Finished, Isaiah returned to his original posture (though less uptight with some tequila working through his system). “Not my best material, but it’s more interesting than generic scandal.” He smiled more genuinely this time, though it looked a margin cheshire. “Oh, cheer up.” The tip of his index finger pressed to the bottom of Damian’s chin. “I’ve been doing this a lot longer than you.”
Damian wrinkled his nose at first, obviously less than pleased with the reception his story had gotten. Alright, so it wasn't exactly incredibly fantastic, but it had been what he pulled out in the fly, in a bar. Apparently he needed more tequila and less inhibitions before he would be able to match “Nicki’s” fairly extravagant level of storytelling. But he should have realized he was dealing with someone who tended towards the extravagant fiction - after all, he’d chosen Nicki Minaj for his alias for a bar hookup. Obviously he wasn’t particularly concerned about believability.
And the story he spun was good, entertaining, if a little morbid. That, and his British accent was just on point enough to bring an amused smile to Damian’s face. He was fairly certain there were no London Underground tunnels like the one described, but the truth was obviously the farthest thing from the point here. And a better understanding of the rules of the game would make it much easier to play.
He took another sip of tequila, well aware that he was drinking it far slower than he had his first drink (but it was better, more worth savoring, anyway.)
Apparently, some of his disappointment showed on his face, given that Nicki went out of his way to “reassure” him.
“More interesting and your accent is excellent,” he said, and he laughed a little. “No, now I know the rules of the game a little better. And I know what you find interesting.” So that was something else, then. “Do I get a second shot, or have I botched that completely?”

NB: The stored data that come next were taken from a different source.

//! Per-file problems. Collected, never thrown away.

use serde::Serialize;
use std::fmt;
use std::path::PathBuf;
use thiserror::Error;

use crate::domain::entities::template_file::TemplateFormat;

/// 1-based position in a template or rendered file.
#[derive(Debug, Clone, Copy, Default, PartialEq, Eq, PartialOrd, Ord, Hash, Serialize)]
pub struct Location {
    pub line: usize,
    pub column: usize,
}

impl Location {
    pub const fn new(line: usize, column: usize) -> Self {
        Self { line, column }
    }
}

impl fmt::Display for Location {
    fn fmt(&self, f: &mut fmt::Formatter<'_>) -> fmt::Result {
        write!(f, "{}:{}", self.line, self.column)
    }
}

/// Problems found while rendering one template.
#[derive(Debug, Error, Clone, PartialEq, Serialize)]
#[serde(tag = "kind", rename_all = "snake_case")]
pub enum TemplateError {
    #[error("{location}: variable '{path}' is not defined")]
    MissingVariable {
        path: String,
        location: Location,
        #[serde(skip_serializing_if = "Vec::is_empty")]
        suggestions: Vec<String>,
    },

    #[error("{location}: index {index} is out of range for '{path}' ({len} element(s))")]
    IndexOutOfRange {
        path: String,
        index: usize,
        len: usize,
        location: Location,
    },

    #[error("{location}: cannot iterate over '{path}' ({found})")]
    NotIterable {
        path: String,
        found: &'static str,
        location: Location,
    },

    #[error("{location}: {message}")]
    SyntaxError { message: String, location: Location },
}

impl TemplateError {
    pub fn syntax(message: impl Into<String>, location: Location) -> Self {
        Self::SyntaxError {
            message: message.into(),
            location,
        }
    }

    pub const fn location(&self) -> Location {
        match self {
            Self::MissingVariable { location, .. }
            | Self::IndexOutOfRange { location, .. }
            | Self::NotIterable { location, .. }
            | Self::SyntaxError { location, .. } => *location,
        }
    }

    /// Missing and out-of-range paths are warnings unless rendering is strict.
    pub const fn is_unresolved(&self) -> bool {
        matches!(
            self,
            Self::MissingVariable { .. } | Self::IndexOutOfRange { .. }
        )
    }

    pub fn suggestions(&self) -> &[String] {
        match self {
            Self::MissingVariable { suggestions, .. } => suggestions,
            _ => &[],
        }
    }
}

/// Rendered output that does not parse as its declared format.
#[derive(Debug, Error, Clone, PartialEq, Serialize)]
#[error("{}", self.describe())]
pub struct OutputValidationError {
    pub relative_path: PathBuf,
    pub format: TemplateFormat,
    /// 1-based document index within a multi-document YAML stream.
    #[serde(skip_serializing_if = "Option::is_none")]
    pub document: Option<usize>,
    #[serde(skip_serializing_if = "Option::is_none")]
    pub location: Option<Location>,
    pub message: String,
}

impl OutputValidationError {
    fn describe(&self) -> String {
        let mut out = format!("rendered output is not valid {}", self.format);
        if let Some(doc) = self.document {
            out.push_str(&format!(" (document {doc})"));
        }
        if let Some(location) = self.location {
            out.push_str(&format!(" at {location}"));
        }
        out.push_str(": ");
        out.push_str(&self.message);
        out
    }
}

Isaiah took another sip of his drink before requesting a lime from the bartender. She accepted, noticed that they were still engrossed in conversation, and decided better of butting in with the latest text message she got from her boyfriend. The lime wedges were delivered, Isaiah squeezed one into his drink and kept the second, then offered the other two to Damian on a small plate.
“Thanks.” Isaiah offered a wry smile. “I’ve been told I sound like a north Londoner with a bad cold and mild mental retardation.”
The question concerning a second shot earned a stern evaluation, complete with ‘Nicki’ humming and lowering lids in intense study. He looked between his drink, Damian’s drink, and the londoner himself for a good thirty seconds before responding. Long nails drummed against the counter a handful of times. “Make me a deal and I’ll consider it. How about this - you trade me your glasses for a few minutes, and I’ll let you tell me another story. If you pass, you can walk out of the bar with me without your glasses on, everyone will think you’re drunk, and we can have a grand time elsewhere. Deal?”